One for License Plate Detection from an incoming vehicle, and secondly, the other model for recognizing the license plate from the detected model. I need to build a pipeline, where the output of detected model is fed to the recognized model. If you have any further insight, kindly share with me. Thank you.
I sorta worked on similar problem. I found out that Yolo v3 was quite good in detecting numbers off license plate without character segmentation stage. I guess the way you're thinking is sufficient; 1- localize and segment the license plate region 2- Run prediction on the scaled license plate to detect the numbers.
@ritwikdubey Yes, I have already detected the numbers from the license plate (which I call it my recognition model) using YOLOV3. But before detecting the license plate (LP) numbers, first, I segment out the license plate from a vehicle through my detection model and then, fed it to the recognition model (as started in my earlier comments). I think, YOLO doesn't have any pipeline for multi-stage prediction , i.e, first detect the LP and then recognize the letters from the same src/detector.c code. Below is the snippet of detecting the numbers from a LP
network net_classifier = parse_network_cfg_custom("cfg/resnet152.cfg", 1); load_weights(&net_classifier , "resnet152.weights");
@AlexeyAB , Hi
I have a custom classifier (inceptionResNetV2) implemented in python/keras that takes cropped bounding boxes as image inputs. I want to plug that classifier on top of darknet detection. Could you please guide me as to where should I define that model, compile and load the trained weights in this darknet detector code and how do I do it? Thanks for your help!

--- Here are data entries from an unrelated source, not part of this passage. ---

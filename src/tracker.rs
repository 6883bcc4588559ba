//! The HTTP tracker client: announces this client to the torrent's tracker
//! and decodes the returned compact peer list (§10.2).

use std::net::{Ipv4Addr, SocketAddr, SocketAddrV4};
use std::time::Duration;

use percent_encoding::{percent_encode, AsciiSet, CONTROLS};
use serde_bytes::ByteBuf;

use crate::{
    error::{Error, Result},
    PeerId, Sha1Hash,
};

/// Characters the tracker announce query must percent-encode. Bencoded
/// `info_hash` and `peer_id` are raw 20-byte strings, not necessarily valid
/// UTF-8, so they can't go through `reqwest`'s `.query()` (which assumes
/// UTF-8-serializable values); this set matches what other BitTorrent
/// clients send, leaving alphanumerics and `-_.~` unescaped.
const ANNOUNCE_ENCODE_SET: &AsciiSet = &CONTROLS
    .add(b' ')
    .add(b'"')
    .add(b'#')
    .add(b'$')
    .add(b'%')
    .add(b'&')
    .add(b'+')
    .add(b',')
    .add(b'/')
    .add(b':')
    .add(b';')
    .add(b'<')
    .add(b'=')
    .add(b'>')
    .add(b'?')
    .add(b'@')
    .add(b'[')
    .add(b'\\')
    .add(b']')
    .add(b'^')
    .add(b'`')
    .add(b'{')
    .add(b'|')
    .add(b'}');

/// The bencoded tracker announce response.
#[derive(Debug, Deserialize)]
struct AnnounceResponse {
    #[serde(rename = "failure reason")]
    failure_reason: Option<String>,
    #[serde(default)]
    interval: u64,
    #[serde(default)]
    peers: ByteBuf,
}

/// A thin client around a torrent's announce URL.
pub struct TrackerClient {
    http: reqwest::Client,
    announce: String,
}

impl TrackerClient {
    pub fn new(announce: impl Into<String>, timeout: Duration) -> Result<Self> {
        let http = reqwest::Client::builder().timeout(timeout).build()?;
        Ok(Self { http, announce: announce.into() })
    }

    /// Sends a single `started` announce and returns the peers the tracker
    /// reports, decoded from its compact (6-bytes-per-peer) representation.
    ///
    /// This client never re-announces on an interval or on completion: a
    /// leech-only, single-round download only needs the one initial peer
    /// list (§2, Non-goals).
    pub async fn announce(
        &self,
        info_hash: Sha1Hash,
        peer_id: PeerId,
        port: u16,
        left: u64,
    ) -> Result<Vec<SocketAddr>> {
        let url = format!(
            "{}?{}&port={}&uploaded=0&downloaded=0&left={}&compact=1&event=started",
            self.announce,
            Self::announce_query(info_hash, peer_id),
            port,
            left,
        );

        let body = self.http.get(&url).send().await?.bytes().await?;
        let response: AnnounceResponse = serde_bencode::from_bytes(&body)
            .map_err(|e| Error::Tracker(format!("malformed tracker response: {}", e)))?;

        if let Some(reason) = response.failure_reason {
            return Err(Error::Tracker(reason));
        }
        log::debug!("tracker announce interval: {}s", response.interval);

        Self::decode_compact_peers(&response.peers)
    }

    fn announce_query(info_hash: Sha1Hash, peer_id: PeerId) -> String {
        format!(
            "info_hash={}&peer_id={}",
            percent_encode(&info_hash, ANNOUNCE_ENCODE_SET),
            percent_encode(&peer_id, ANNOUNCE_ENCODE_SET),
        )
    }

    fn decode_compact_peers(bytes: &[u8]) -> Result<Vec<SocketAddr>> {
        if bytes.len() % 6 != 0 {
            return Err(Error::Tracker(format!(
                "compact peer list length {} is not a multiple of 6",
                bytes.len()
            )));
        }
        Ok(bytes
            .chunks_exact(6)
            .map(|chunk| {
                let ip = Ipv4Addr::new(chunk[0], chunk[1], chunk[2], chunk[3]);
                let port = u16::from_be_bytes([chunk[4], chunk[5]]);
                SocketAddr::V4(SocketAddrV4::new(ip, port))
            })
            .collect())
    }
}

#[cfg(test)]
mod tests {
    use super::*;

    #[test]
    fn decodes_compact_peer_list() {
        let bytes = [127, 0, 0, 1, 0x1A, 0xE1, 10, 0, 0, 5, 0x00, 0x50];
        let peers = TrackerClient::decode_compact_peers(&bytes).unwrap();
        assert_eq!(
            peers,
            vec![
                "127.0.0.1:6881".parse().unwrap(),
                "10.0.0.5:80".parse().unwrap(),
            ]
        );
    }

    #[test]
    fn rejects_misaligned_peer_list() {
        let bytes = [1, 2, 3, 4, 5];
        assert!(TrackerClient::decode_compact_peers(&bytes).is_err());
    }

    #[test]
    fn announce_query_percent_encodes_raw_bytes() {
        let info_hash = [0xffu8; 20];
        let peer_id = *b"-SB001-abcdefghijklm";
        let query = TrackerClient::announce_query(info_hash, peer_id);
        assert!(query.starts_with("info_hash=%FF%FF"));
        assert!(query.contains("peer_id=-SB001-abcdefghijklm"));
    }
}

@Muhammad057 Good to know.
One for License Plate Detection from an incoming vehicle, and secondly, the other model for recognizing the license plate from the detected model. I need to build a pipeline, where the output of detected model is fed to the recognized model. If you have any further insight, kindly share with me. Thank you.
I sorta worked on similar problem. I found out that Yolo v3 was quite good in detecting numbers off license plate without character segmentation stage. I guess the way you're thinking is sufficient; 1- localize and segment the license plate region 2- Run prediction on the scaled license plate to detect the numbers.
what do you mean by scaled?
@Muhammad057 Are you able to use pipeline in order to combine two stage of plate detection and recognition? I found an article that did license plate recognition by one model not two.
Real-Time Brazilian License Plate Detection and Recognition Using Deep Convolutional Neural Networks
@barzan-hayati Yes I created pipeline to combine both of my models. Anyways thanks for sharing.
@Muhammad057 Could you please explain your method for pipeline?
Hi @AlexeyAB , Is it possible to build a detection pipeline within darknet? If so, how can I do that? Say in stage 1 I want to detect all faces in an image and then in stage 2 I want to perform face recognition of a known or unknown person.
Right now I perform face recognition on the whole image but I wonder if I use multistage detection will it improve the accuracy?